| WORK TO COMPLETE |
How do the lines below between the ones holding "In-memory data store" and "let store_path = store_path.as_ref().to_path_buf();", inclusive, read? Give them again exactly, with no other lines.

Segment Start: PROVIDED ENTRIES

//! Run and review persistence using JSON file storage

use crate::models::workflow::{
    DecisionKind, ReviewRecord, ReviewStatus, RunRecord, RunStatus, WorkflowState,
};
use crate::workflow::error::WorkflowError;
use anyhow::{Context, Result};
use chrono::Utc;
use fs2::FileExt;
use serde::{Deserialize, Serialize};
use std::fs::{File, OpenOptions};
use std::io::{Read, Seek, SeekFrom, Write};
use std::path::{Path, PathBuf};
use std::sync::{Arc, Mutex, MutexGuard};
use uuid::Uuid;

/// Root JSON store containing all run data
#[derive(Debug, Clone, Serialize, Deserialize, Default)]
pub struct JsonStore {
    /// Latest snapshot of every run
    pub runs: Vec<RunRecord>,
    /// All HITL reviews, pending and resolved
    pub reviews: Vec<ReviewRecord>,
}

/// Run persistence manager
///
/// Every write re-reads the file under an exclusive lock before applying the
/// change, so several processes (a running pipeline and a reviewer's CLI)
/// can share one store.
pub struct WorkflowPersistence {
    /// Path to JSON store file
    store_path: PathBuf,
    /// In-memory data store
    store: Arc<Mutex<JsonStore>>,
}

impl WorkflowPersistence {
    /// Create new persistence manager
    pub fn new<P: AsRef<Path>>(store_path: P) -> Result<Self> {
        let store_path = store_path.as_ref().to_path_buf();

        if let Some(parent) = store_path.parent() {
            std::fs::create_dir_all(parent).context("Failed to create run store directory")?;
        }

        let store = if store_path.exists() {
            Self::load_store(&store_path)?
        } else {
            JsonStore::default()
        };

        Ok(Self {
            store_path,
            store: Arc::new(Mutex::new(store)),
        })
    }

    /// Load JSON store from file with file locking
    fn load_store(path: &Path) -> Result<JsonStore> {
        let file = File::open(path).context("Failed to open run store file")?;

        file.lock_shared()
            .context("Failed to acquire read lock on run store")?;

        let mut contents = String::new();
        let mut reader = std::io::BufReader::new(file);
        reader
            .read_to_string(&mut contents)
            .context("Failed to read run store")?;

        // Lock released when the reader drops the file
        drop(reader);

        if contents.trim().is_empty() {
            return Ok(JsonStore::default());
        }

        serde_json::from_str(&contents).context("Failed to parse run store JSON")
    }

    fn lock(&self) -> MutexGuard<'_, JsonStore> {
        self.store.lock().unwrap_or_else(|poisoned| poisoned.into_inner())
    }

    /// Apply a change to the store and write it back under an exclusive file lock
    fn update<T>(&self, apply: impl FnOnce(&mut JsonStore) -> T) -> Result<T> {
        let mut store = self.lock();

        let mut file = OpenOptions::new()
            .read(true)
            .write(true)
            .create(true)
            .truncate(false)
            .open(&self.store_path)
            .context("Failed to open run store file for writing")?;

        file.lock_exclusive()
            .context("Failed to acquire write lock on run store")?;

        let mut contents = String::new();
        file.read_to_string(&mut contents)
            .context("Failed to read run store")?;
        if !contents.trim().is_empty() {
            *store = serde_json::from_str(&contents).context("Failed to parse run store JSON")?;
        }

        let output = apply(&mut store);

        let json = serde_json::to_string_pretty(&*store).context("Failed to serialize run store")?;
        file.set_len(0).context("Failed to truncate run store")?;
        file.seek(SeekFrom::Start(0))
            .context("Failed to rewind run store")?;
        file.write_all(json.as_bytes())
            .context("Failed to write run store")?;
        file.flush().context("Failed to flush run store to disk")?;

        // Lock released when the file is dropped
        Ok(output)
    }

    /// Insert or replace the snapshot of a run
    ///
    /// A record that already finished is only rewritten with the same
    /// status; anything else fails with [`WorkflowError::RunFinished`] and
    /// leaves the record as it is.
    pub fn save_run(&self, state: &WorkflowState, status: RunStatus) -> Result<(), WorkflowError> {
        let now = Utc::now();
        self.update(|store| {
            match store.runs.iter_mut().find(|r| r.run_id == state.run_id) {
                Some(record) => {
                    if record.status.is_finished() && record.status != status {
                        return Err(WorkflowError::RunFinished {
                            run_id: record.run_id,
                            status: record.status,
                        });
                    }
                    if status == RunStatus::AwaitingReview
                        && record.status != RunStatus::AwaitingReview
                    {
                        record.escalations += 1;
                    }
                    record.status = status;
                    record.stage = state.stage;
                    record.updated_at = now;
                    if status.is_finished() {
                        record.completed_at = state.completed_at.or(Some(now));
                    }
                    record.state = state.clone();
                }
                None => store.runs.push(RunRecord {
                    run_id: state.run_id,
                    session_id: state.session_id.clone(),
                    status,
                    stage: state.stage,
                    started_at: state.started_at,
                    updated_at: now,
                    completed_at: if status.is_finished() {
                        state.completed_at.or(Some(now))
                    } else {
                        None
                    },
                    escalations: u32::from(status == RunStatus::AwaitingReview),
                    state: state.clone(),
                }),
            }
            Ok(())
        })?
    }

    /// Get run by ID
    pub fn get_run(&self, run_id: Uuid) -> Option<RunRecord> {
        let store = self.lock();
        store.runs.iter().find(|r| r.run_id == run_id).cloned()
    }

    /// List runs, optionally restricted to one session
    pub fn list_runs(&self, session_id: Option<&str>) -> Vec<RunRecord> {
        let store = self.lock();
        store
            .runs
            .iter()
            .filter(|r| session_id.map_or(true, |s| r.session_id == s))
            .cloned()
            .collect()
    }

    /// Find unfinished runs for crash recovery
    pub fn find_incomplete_runs(&self) -> Vec<RunRecord> {
        let store = self.lock();
        store
            .runs
            .iter()
            .filter(|r| !r.status.is_finished())
            .cloned()
            .collect()
    }

    /// Store a pending review unless one already exists for the same snapshot
    ///
    /// Returns the handle of the stored or the existing review.
    pub fn insert_review_if_absent(&self, review: ReviewRecord) -> Result<Uuid> {
        self.update(|store| {
            let existing = store.reviews.iter().find(|r| {
                r.run_id == review.run_id
                    && r.fingerprint == review.fingerprint
                    && r.status == ReviewStatus::Pending
            });
            match existing {
                Some(existing) => existing.handle,
                None => {
                    let handle = review.handle;
                    store.reviews.push(review);
                    handle
                }
            }
        })
    }

    /// Get review by handle
    pub fn get_review(&self, handle: Uuid) -> Option<ReviewRecord> {
        let store = self.lock();
        store.reviews.iter().find(|r| r.handle == handle).cloned()
    }

    /// Pending reviews, optionally restricted to one run
    pub fn pending_reviews(&self, run_id: Option<Uuid>) -> Vec<ReviewRecord> {
        let store = self.lock();
        store
            .reviews
            .iter()
            .filter(|r| r.status == ReviewStatus::Pending && run_id.map_or(true, |id| r.run_id == id))
            .cloned()
            .collect()
    }

    /// Mark a pending review resolved, returning it
    ///
    /// Returns `None` when the handle is unknown or no longer pending, so only
    /// one caller can ever resolve a given review.
    pub fn resolve_review(
        &self,
        handle: Uuid,
        decision: DecisionKind,
        reviewer: Option<String>,
    ) -> Result<Option<ReviewRecord>> {
        let now = Utc::now();
        self.update(|store| {
            let review = store
                .reviews
                .iter_mut()
                .find(|r| r.handle == handle && r.status == ReviewStatus::Pending)?;
            review.status = ReviewStatus::Resolved;
            review.resolved_at = Some(now);
            review.decision = Some(decision);
            review.reviewer = reviewer;
            Some(review.clone())
        })
    }

    /// Cancel every pending review of a run, returning how many were cancelled
    pub fn cancel_reviews(&self, run_id: Uuid) -> Result<usize> {
        let now = Utc::now();
        self.update(|store| {
            let mut cancelled = 0;
            for review in store
                .reviews
                .iter_mut()
                .filter(|r| r.run_id == run_id && r.status == ReviewStatus::Pending)
            {
                review.status = ReviewStatus::Cancelled;
                review.resolved_at = Some(now);
                cancelled += 1;
            }
            cancelled
        })
    }

    /// Aggregate metrics over persisted runs
    pub fn query_metrics(&self, session_id: Option<&str>) -> RunMetrics {
        let store = self.lock();

        let runs: Vec<_> = store
            .runs
            .iter()
            .filter(|r| session_id.map_or(true, |s| r.session_id == s))
            .collect();

        let count_status =
            |status: RunStatus| runs.iter().filter(|r| r.status == status).count();

        let durations: Vec<_> = runs
            .iter()
            .filter_map(|r| {
                r.completed_at
                    .map(|completed| (completed - r.started_at).num_milliseconds().max(0) as u64)
            })
            .collect();

        let avg_duration_ms = if !durations.is_empty() {
            durations.iter().sum::<u64>() / durations.len() as u64
        } else {
            0
        };

        let avg_revisions = if !runs.is_empty() {
            runs.iter().map(|r| r.state.revision_count as f64).sum::<f64>() / runs.len() as f64
        } else {
            0.0
        };

        RunMetrics {
            run_count: runs.len(),
            completed_count: count_status(RunStatus::Completed),
            failed_count: count_status(RunStatus::Failed),
            cancelled_count: count_status(RunStatus::Cancelled),
            awaiting_review_count: count_status(RunStatus::AwaitingReview),
            escalation_count: runs.iter().map(|r| r.escalations as usize).sum(),
            avg_revisions,
            avg_duration_ms,
        }
    }
}

/// Run metrics
#[derive(Debug, Clone, Serialize)]
pub struct RunMetrics {
    pub run_count: usize,
    pub completed_count: usize,
    pub failed_count: usize,
    pub cancelled_count: usize,
    pub awaiting_review_count: usize,
    /// HITL suspensions across all runs
    pub escalation_count: usize,
    pub avg_revisions: f64,
    pub avg_duration_ms: u64,
}

impl RunMetrics {
    /// Percentage of runs that reached DONE (0.0 to 100.0)
    pub fn success_rate(&self) -> f64 {
        if self.run_count == 0 {
            return 0.0;
        }
        (self.completed_count as f64 / self.run_count as f64) * 100.0
    }

    /// Percentage of runs that failed or were cancelled (0.0 to 100.0)
    pub fn failure_rate(&self) -> f64 {
        if self.run_count == 0 {
            return 0.0;
        }
        ((self.failed_count + self.cancelled_count) as f64 / self.run_count as f64) * 100.0
    }
}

Segment End: PROVIDED ENTRIES

| TASK ANSWER |
    /// In-memory data store
    store: Arc<Mutex<JsonStore>>,
}

impl WorkflowPersistence {
    /// Create new persistence manager
    pub fn new<P: AsRef<Path>>(store_path: P) -> Result<Self> {
        let store_path = store_path.as_ref().to_path_buf();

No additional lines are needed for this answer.